The aircraft was a joint venture between the Imperial Japanese Army (IJA) and the Imperial Japanese Navy (IJN), something that occurred with more regularity towards the closing stage of WW II. The design was based on the “Syusuishiki Kayaku” Rocketto (“Autumn Water”-type ram attack rocket), a project started in March 1945 for an unmanned, remote controlled anti-bomber missile. The plan was to ground launch the missile, guide it remotely towards the target, engage the target via ramming, and then recover the missile (if it survived the collision) for reuse.
Design work was carried out by the Kokukyoko (the Aeronautical Bureau) and, although a mockup was completed, the war ended before finalized production plans could be completed, let alone the missile ever being tested.
The piloted version used much the same design as the missile and was a small, tailless aircraft featuring low mounted 45′ swept wings. The fuselage was bullet shaped with a large vertical stabilizer into which the cockpit was blended. Located in the back of the fuselage were four Type 4 Mark 1 Model 20 rockets, the same as those used on the Kugisho MXYT “Oka” which on such a small aircraft pushed the maximum speed to an estimated 699 mph or just over Mach 0.91. lt is unknown if the design had swept wings because the designers understood the principles in relation to overcoming compressibility problem at transonic speeds, or if the shape was chosen as a means to provide an angled cutting surface to facilitate ramming attacks, or as a drag reducing planform. The wings were strengthened to withstand the high impact forces experienced when striking the enemy bomber. Even though the rammer could rely on speed as a defense when under power, it still had to contend with the defensive armament of the B-29 and thought the pilot had some measure of armor plating and bulletproof glass to protect him. The aircraft was certainly capable of gliding back to base to be refueled and relaunched once it had conducted its attacks. Given the small size of the plane, no landing gear was fitted. As such, it is likely the underside of the fuselage was reinforced or had a skid installed. How it was to be launched is unknown – it could have been towed aloft, catapult launched or perhaps even vertically launched.
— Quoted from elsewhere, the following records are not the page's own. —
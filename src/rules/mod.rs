//! Ball legality and scoring rules.
//!
//! Pure functions: no I/O, no state. The engine calls [`classify`] before it
//! touches storage, so a rejected event never leaves a partial write.

use crate::domain::{BallEvent, BallTally, BallType, RunType};
use thiserror::Error;

/// Most runs a wide or no-ball can carry, the extra itself included.
pub const MAX_EXTRA_RUNS: u8 = 7;
/// Most byes that can be run on one delivery.
pub const MAX_BYES: u8 = 6;
/// Most leg-byes that can be credited on one delivery.
pub const MAX_LEG_BYES: u8 = 6;

/// A ball event that breaks a scoring rule.
#[derive(Debug, Clone, PartialEq, Eq, Error)]
pub enum RuleViolation {
    #[error("{runs} runs off the bat is not a valid score")]
    InvalidBatRuns { runs: u8 },
    #[error("{ball_type} must carry between 1 and {max} runs, got {runs}")]
    ExtraRunsOutOfRange {
        ball_type: BallType,
        runs: u8,
        max: u8,
    },
    #[error("leg-byes must be between 1 and 6, got {runs}")]
    LegByesOutOfRange { runs: u8 },
    #[error("byes must be between 0 and 6, got {byes}")]
    ByesOutOfRange { byes: u8 },
    #[error("a dead ball cannot carry runs or byes")]
    DeadBallScored,
    #[error("run type {run_type} is not allowed on a {ball_type} delivery")]
    RunTypeMismatch {
        ball_type: BallType,
        run_type: RunType,
    },
    #[error("a wicket cannot be recorded on a {ball_type} delivery")]
    WicketOnIllegalDelivery { ball_type: BallType },
    #[error("a wicket and runs off the bat cannot fall on the same delivery")]
    WicketWithBatRuns,
    #[error("a wicket marker requires a dismissal kind")]
    MissingWicketKind,
    #[error("innings number must be 1 or 2, got {0}")]
    InvalidInningsNumber(u8),
}

/// Validate a ball event and work out what it contributes.
pub fn classify(event: &BallEvent) -> Result<BallTally, RuleViolation> {
    if !(1..=2).contains(&event.innings_number) {
        return Err(RuleViolation::InvalidInningsNumber(event.innings_number));
    }
    if event.byes > MAX_BYES {
        return Err(RuleViolation::ByesOutOfRange { byes: event.byes });
    }

    match event.ball_type {
        BallType::Good => check_good_ball(event)?,
        BallType::Wide | BallType::NoBall => check_extra_ball(event)?,
        BallType::DeadBall => check_dead_ball(event)?,
    }

    Ok(BallTally::credit(
        event.ball_type,
        event.run_type,
        event.runs,
        event.byes,
        event.wicket.is_some(),
    ))
}

/// Bat runs that can be scored off a single good ball.
pub fn is_valid_bat_score(runs: u8) -> bool {
    runs <= 9 && runs != 5
}

fn check_good_ball(event: &BallEvent) -> Result<(), RuleViolation> {
    match event.run_type {
        RunType::Bat => {
            if !is_valid_bat_score(event.runs) {
                return Err(RuleViolation::InvalidBatRuns { runs: event.runs });
            }
            if event.wicket.is_some() && event.runs > 0 {
                return Err(RuleViolation::WicketWithBatRuns);
            }
        }
        RunType::LegBye => {
            if !(1..=MAX_LEG_BYES).contains(&event.runs) {
                return Err(RuleViolation::LegByesOutOfRange { runs: event.runs });
            }
        }
        RunType::WicketMarker => {
            if event.wicket.is_none() {
                return Err(RuleViolation::MissingWicketKind);
            }
            if event.runs > 0 {
                return Err(RuleViolation::WicketWithBatRuns);
            }
        }
        RunType::WideExtra | RunType::NoBallExtra => {
            return Err(RuleViolation::RunTypeMismatch {
                ball_type: event.ball_type,
                run_type: event.run_type,
            })
        }
    }
    Ok(())
}

fn check_extra_ball(event: &BallEvent) -> Result<(), RuleViolation> {
    let expected = match event.ball_type {
        BallType::Wide => RunType::WideExtra,
        _ => RunType::NoBallExtra,
    };
    if event.run_type != expected {
        return Err(RuleViolation::RunTypeMismatch {
            ball_type: event.ball_type,
            run_type: event.run_type,
        });
    }
    // Run-outs are legal on wides and no-balls in the laws of the game; this
    // ruleset rejects every dismissal on them.
    if event.wicket.is_some() {
        return Err(RuleViolation::WicketOnIllegalDelivery {
            ball_type: event.ball_type,
        });
    }
    if !(1..=MAX_EXTRA_RUNS).contains(&event.runs) {
        return Err(RuleViolation::ExtraRunsOutOfRange {
            ball_type: event.ball_type,
            runs: event.runs,
            max: MAX_EXTRA_RUNS,
        });
    }
    Ok(())
}

fn check_dead_ball(event: &BallEvent) -> Result<(), RuleViolation> {
    if event.wicket.is_some() {
        return Err(RuleViolation::WicketOnIllegalDelivery {
            ball_type: event.ball_type,
        });
    }
    if event.runs > 0 || event.byes > 0 {
        return Err(RuleViolation::DeadBallScored);
    }
    Ok(())
}

#[cfg(test)]
mod tests {
    use super::*;
    use crate::domain::{MatchId, WicketKind};

    fn event(ball_type: BallType, run_type: RunType, runs: u8) -> BallEvent {
        BallEvent {
            match_id: MatchId::new(),
            innings_number: 1,
            ball_type,
            run_type,
            runs,
            byes: 0,
            wicket: None,
        }
    }

    #[test]
    fn test_good_ball_scores_are_legal_deliveries() {
        for runs in [0u8, 1, 2, 3, 4, 6, 7, 8, 9] {
            let tally = classify(&event(BallType::Good, RunType::Bat, runs)).unwrap();
            assert!(tally.is_legal_delivery);
            assert_eq!(tally.runs_off_bat, u32::from(runs));
            assert_eq!(tally.extra_runs(), 0);
        }
    }

    #[test]
    fn test_five_off_the_bat_is_rejected() {
        let err = classify(&event(BallType::Good, RunType::Bat, 5)).unwrap_err();
        assert_eq!(err, RuleViolation::InvalidBatRuns { runs: 5 });
        assert!(classify(&event(BallType::Good, RunType::Bat, 10)).is_err());
    }

    #[test]
    fn test_wide_and_no_ball_are_not_legal() {
        for (ty, rt) in [
            (BallType::Wide, RunType::WideExtra),
            (BallType::NoBall, RunType::NoBallExtra),
        ] {
            for runs in 1..=MAX_EXTRA_RUNS {
                let tally = classify(&event(ty, rt, runs)).unwrap();
                assert!(!tally.is_legal_delivery);
                assert_eq!(tally.total(), u32::from(runs));
                assert_eq!(tally.runs_off_bat, 0);
            }
            assert!(matches!(
                classify(&event(ty, rt, 0)),
                Err(RuleViolation::ExtraRunsOutOfRange { .. })
            ));
            assert!(classify(&event(ty, rt, 8)).is_err());
        }
    }

    #[test]
    fn test_extra_ball_needs_matching_run_type() {
        let err = classify(&event(BallType::Wide, RunType::Bat, 1)).unwrap_err();
        assert!(matches!(err, RuleViolation::RunTypeMismatch { .. }));
        let err = classify(&event(BallType::Good, RunType::WideExtra, 1)).unwrap_err();
        assert!(matches!(err, RuleViolation::RunTypeMismatch { .. }));
    }

    // Stricter than the laws: even a run-out is rejected on a wide or no-ball.
    #[test]
    fn test_no_wicket_of_any_kind_on_wide_or_no_ball() {
        let mut e = event(BallType::Wide, RunType::WideExtra, 1);
        e.wicket = Some(WicketKind::RunOut);
        assert_eq!(
            classify(&e).unwrap_err(),
            RuleViolation::WicketOnIllegalDelivery {
                ball_type: BallType::Wide
            }
        );

        let mut e = event(BallType::NoBall, RunType::NoBallExtra, 1);
        e.wicket = Some(WicketKind::Stumped);
        assert!(classify(&e).is_err());
    }

    #[test]
    fn test_dead_ball_must_be_empty() {
        let tally = classify(&event(BallType::DeadBall, RunType::Bat, 0)).unwrap();
        assert!(!tally.is_legal_delivery);
        assert_eq!(tally.total(), 0);

        assert_eq!(
            classify(&event(BallType::DeadBall, RunType::Bat, 1)).unwrap_err(),
            RuleViolation::DeadBallScored
        );
        let mut e = event(BallType::DeadBall, RunType::Bat, 0);
        e.byes = 1;
        assert_eq!(classify(&e).unwrap_err(), RuleViolation::DeadBallScored);
    }

    #[test]
    fn test_byes_count_toward_total_not_bat() {
        let mut e = event(BallType::Good, RunType::Bat, 0);
        e.byes = 4;
        let tally = classify(&e).unwrap();
        assert_eq!(tally.runs_off_bat, 0);
        assert_eq!(tally.byes, 4);
        assert_eq!(tally.total(), 4);

        e.byes = 7;
        assert_eq!(
            classify(&e).unwrap_err(),
            RuleViolation::ByesOutOfRange { byes: 7 }
        );
    }

    #[test]
    fn test_wicket_excludes_bat_runs() {
        let mut e = event(BallType::Good, RunType::WicketMarker, 0);
        e.wicket = Some(WicketKind::Bowled);
        let tally = classify(&e).unwrap();
        assert!(tally.is_wicket);
        assert!(tally.is_legal_delivery);

        e.runs = 2;
        assert_eq!(classify(&e).unwrap_err(), RuleViolation::WicketWithBatRuns);

        let mut e = event(BallType::Good, RunType::Bat, 4);
        e.wicket = Some(WicketKind::Caught);
        assert_eq!(classify(&e).unwrap_err(), RuleViolation::WicketWithBatRuns);
    }

    #[test]
    fn test_wicket_marker_needs_kind() {
        let e = event(BallType::Good, RunType::WicketMarker, 0);
        assert_eq!(classify(&e).unwrap_err(), RuleViolation::MissingWicketKind);
    }

    #[test]
    fn test_leg_byes_range() {
        assert_eq!(
            classify(&event(BallType::Good, RunType::LegBye, 3))
                .unwrap()
                .leg_byes,
            3
        );
        assert!(classify(&event(BallType::Good, RunType::LegBye, 0)).is_err());
    }

    #[test]
    fn test_innings_number_checked() {
        let mut e = event(BallType::Good, RunType::Bat, 1);
        e.innings_number = 3;
        assert_eq!(
            classify(&e).unwrap_err(),
            RuleViolation::InvalidInningsNumber(3)
        );
    }

    #[test]
    fn test_violation_message_names_rule() {
        let err = classify(&event(BallType::Good, RunType::Bat, 5)).unwrap_err();
        assert_eq!(err.to_string(), "5 runs off the bat is not a valid score");
    }
}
In a ram attack, typically the tail would be targeted because the loss of the tail assembly would send the bomber out of control. Striking the wings and engines was another focus of ramming attacks. Finally, the aircraft fuselage was the other key area to strike. The probable mission profile of the rammer flying from a ground base would include being positioned within very close proximity of likely bombing targets. With the short burn time of the rockets (8-10 seconds) the aircraft’s operational radius would have been very limited. After launching, as bombers came into range the pilot would attempt to ram into either the tail or wing of the target with the objective of severing it from the fuselage. If enough speed momentum remained after the initial hit, another ram attack would be made. Should the aircraft remain in flying condition and if the pilot did not elect to ram his entire plane into a target, he would return to base where the rockets would be replaced. If the bombers were still close by, he could fly another sortie. If the rammer was towed into the air, the rockets would most likely have been fired on approach and again after hitting a target. This would provide enough power to grant a second pass with sufficient speed to allow for significant damage to be inflicted on the bomber when it struck.
However, the Kokukyoko “Syusuishiki Kayaku” would remain a paper project only. It is unclear if the design was to be the definitive rammer model or simply a proposed concept (Ref.: Dyer III, Edwin M.: Japanese Secret Projects, Experimental Aircraft of the IJA and IJN 1939-1945, Midland Publishing, Hersham, U.K., 2010).